The rest of what you write is reading too much or too little into what I wrote, such as my joke in which I ask you meant when you wrote “That’s not true.” Your dichotomy of science of religion is another example. My thesis has to do with epistemology, not whether or not religion is about coping. I have no interest in this instance about what does or doesn’t help you get through the night. I am talking about whether it is possible that peak experiences could possibly be explained as something other than a revelation from God. As for argument from analogy, I actually gave a real process and an example of it, not an analogy. I am suggesting a similar but more fundamental process may be at work in shaping our experience of consciousness.
How you can claim to be fair and rational and deny the possibility of such a thing is beyond me. You are countering things I never wrote or intended. Perhaps you are fighting the phantoms of past battles, but in either case you give the appearance of defending your idea at all costs and of being dismissive of the possibility that your explanation may not be the only one. You claim only your explanation is possible.
Since you are claiming to have proven that no other explanation is possible, that gives you a special burden. Namely, you must show why pre-conscious processes (those that precede our conscious awareness, that are foundational either to producing and/or shaping it) in the brain could not give the appearance of peak experiences (again, see my reply to Kristen in your original post for more details). If they precede and shape even the most rudimentary awareness as we experience it , then any experience, no matter how profound or primal, could in fact be produced by such processes. If you cannot demonstrate that this is not possible, then you must concede it is possible, which is the point.
Kristen, do you really believe that is it absolutely not possible that the same processes which underlie your experience of consciousness, that provide the basis for what would appear to you as the most true of possible true things, that would appear to you as the most real and certain of all real and certain things, that these processes COULD possibly be responsible for the experiences of the divine?

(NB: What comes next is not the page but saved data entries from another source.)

use crate::capture::Capture;
use crate::config::prompt::{ analyze_pcap_tool, PromptConfig, ANALYZE_PCAP_TOOL };
use crate::error::{ AnalyzerError, ValidationError };
use crate::extract::{ FieldExtractor, ToolInvocation };
use crate::history::HistoryEntry;
use crate::llm::chat::{ ChatClient, ChatCompletion, ConversationMessage, LlmError, ToolCall };
use crate::models::api::AnalyzeRequest;
use crate::models::chat::{ ChatMessage, Role };
use crate::session::Session;

use log::{ debug, error, info, warn };
use serde_json::{ json, Value };
use std::sync::Arc;
use std::time::Duration;

#[derive(Debug, Clone)]
pub struct AgentSettings {
    pub summary_packet_limit: usize,
    pub summary_timeout: Duration,
    pub tool_timeout: Duration,
}

#[derive(Debug, Clone, PartialEq)]
pub struct AnalysisOutcome {
    pub response: String,
    pub model_used: String,
}

/// Drives one analyze request: seeds the conversation, lets the model call
/// `analyze_pcap` for a single round, then asks for the final answer.
#[derive(Clone)]
pub struct CallflowAgent {
    chat_client: Arc<dyn ChatClient>,
    extractor: FieldExtractor,
    prompt_config: Arc<PromptConfig>,
    settings: AgentSettings,
}

fn tool_error(message: impl Into<String>) -> String {
    json!({ "error": message.into() }).to_string()
}

fn answer_text(completion: ChatCompletion) -> Result<String, AnalyzerError> {
    match completion.content {
        Some(text) if !text.trim().is_empty() => Ok(text),
        _ => Err(LlmError::MalformedResponse("completion carried no answer text".into()).into()),
    }
}

impl CallflowAgent {
    pub fn new(
        chat_client: Arc<dyn ChatClient>,
        extractor: FieldExtractor,
        prompt_config: Arc<PromptConfig>,
        settings: AgentSettings
    ) -> Self {
        Self {
            chat_client,
            extractor,
            prompt_config,
            settings,
        }
    }

    pub fn model(&self) -> String {
        self.chat_client.get_model()
    }

    pub fn extractor(&self) -> &FieldExtractor {
        &self.extractor
    }

    pub async fn analyze(
        &self,
        session: &Session,
        request: &AnalyzeRequest
    ) -> Result<AnalysisOutcome, AnalyzerError> {
        // Tool turns only ever answer calls made inside `converse`.
        if let Some(index) = request.messages.iter().position(|m| m.role == Role::Tool) {
            return Err(ValidationError::CallerToolTurn(index).into());
        }
        let capture = match request.file_id.as_deref() {
            Some(id) => Some(session.captures().resolve(id).await?),
            None => None,
        };

        let response = self.converse(&request.messages, capture.as_ref()).await?;

        let payload = serde_json::to_value(request).unwrap_or_else(|e| {
            warn!("Request could not be recorded verbatim in history: {}", e);
            Value::Null
        });
        session.history().record(HistoryEntry::now(payload, response.clone())).await;

        Ok(AnalysisOutcome {
            response,
            model_used: self.model(),
        })
    }

    /// System prompt plus the caller's turns. With a capture, its summary is
    /// appended to the first user turn.
    async fn seed(
        &self,
        messages: &[ChatMessage],
        capture: Option<&Capture>
    ) -> Result<Vec<ConversationMessage>, AnalyzerError> {
        let context = match capture {
            Some(capture) => {
                let limit = self.settings.summary_packet_limit;
                let summary = self.extractor.summarize(
                    &capture.path,
                    limit,
                    self.settings.summary_timeout
                ).await?;
                info!("Capture {} summary: {:?}", capture.id, summary);
                summary.render_context(&capture.filename, limit, &self.prompt_config.context_hint)
            }
            None => String::new(),
        };

        let mut seeded = vec![ConversationMessage::system(self.prompt_config.system_prompt.clone())];
        let mut context_pending = !context.is_empty();
        for message in messages {
            let mut content = message.content.clone();
            if context_pending && message.role == Role::User {
                content.push_str(&context);
                context_pending = false;
            }
            seeded.push(ConversationMessage::text(message.role, content));
        }
        if context_pending {
            seeded.push(ConversationMessage::text(Role::User, context.trim_start()));
        }
        Ok(seeded)
    }

    pub async fn converse(
        &self,
        messages: &[ChatMessage],
        capture: Option<&Capture>
    ) -> Result<String, AnalyzerError> {
        let mut conversation = self.seed(messages, capture).await?;

        let Some(capture) = capture else {
            debug!("No capture attached, requesting a plain answer");
            return self.plain_answer(&conversation).await;
        };

        let tools = [analyze_pcap_tool(&self.prompt_config)];
        let first = match self.chat_client.chat(&conversation, Some(&tools)).await {
            Ok(completion) => completion,
            Err(LlmError::ToolsUnsupported(detail)) => {
                warn!("Tools not supported, answering from capture summary only: {}", detail);
                return self.plain_answer(&conversation).await;
            }
            Err(e) => {
                error!("Reasoning service error: {}", e);
                return Err(e.into());
            }
        };

        if first.tool_calls.is_empty() {
            return answer_text(first);
        }

        info!("Model requested {} tool call(s)", first.tool_calls.len());
        let calls = first.tool_calls.clone();
        conversation.push(ConversationMessage::assistant_tool_calls(first.content, first.tool_calls));
        for call in &calls {
            let output = self.execute_tool_call(call, capture).await;
            conversation.push(ConversationMessage::tool_result(call.id.clone(), output));
        }

        // Tools are not offered again: one round only.
        self.plain_answer(&conversation).await
    }

    async fn plain_answer(&self, conversation: &[ConversationMessage]) -> Result<String, AnalyzerError> {
        let completion = self.chat_client.chat(conversation, None).await.map_err(|e| {
            error!("Reasoning service error: {}", e);
            e
        })?;
        answer_text(completion)
    }

    async fn execute_tool_call(&self, call: &ToolCall, capture: &Capture) -> String {
        if call.name != ANALYZE_PCAP_TOOL {
            warn!("Model called unknown tool '{}'", call.name);
            return tool_error(format!("Unknown tool '{}'", call.name));
        }
        let invocation: ToolInvocation = match serde_json::from_str(&call.arguments) {
            Ok(invocation) => invocation,
            Err(e) => {
                warn!("Unparsable analyze_pcap arguments '{}': {}", call.arguments, e);
                return tool_error(format!("Invalid tool arguments: {}", e));
            }
        };

        match self.extractor.extract(&capture.path, &invocation, self.settings.tool_timeout).await {
            Ok(result) =>
                serde_json::to_string(&result).unwrap_or_else(|e| tool_error(e.to_string())),
            Err(e) => {
                warn!("analyze_pcap '{}' failed: {}", invocation.display_filter, e);
                tool_error(e.to_string())
            }
        }
    }
}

That these whispers of God are in fact a manifestation of this underlying foundation of your subjective reality? I am not asking if you believe they do, or if you think it is highly likely, merely whether it technically is a possibility.
It is easy to be dismissive and throq the scientific sounding explanation under the bus by saying I am trying to slice up your experience and put it under a microscope, but that does a grave disservice to the science of neurobiology and the people who are investigating the connection between the function of the brain and consciousness.
How can you say don't know or can't explain something adequately and then reject a plausible explanation for that very thing out of hand? Are you really doing that? Or are you able to say that yes, it is possible that since your sense of existence, and hence your existential certainty, may be influenced by processes in the brain, that this kind of certainty isn't unimpeachable?
I do not understand why that is so hard. It doesn't have anything to do with whether God exists, only with whether a particular reason why some people believe God exists MUST actually be explained by the existence of God. People once said the proof of God was a perfect and unchanging Creation. Now only fundamentalists do. That didn't disprove God, and people were willing to let that go as evidence for God. I am not even arguing anyone go that far -- or that my off the cusp alternative is even true -- only that it fits with current ideas on the evolution of the brain and COULD possibly explain peak experiences.
I do not understand why that should meet with a wall of denial and absolute resistance, but that is what it looks like is happening on this issue.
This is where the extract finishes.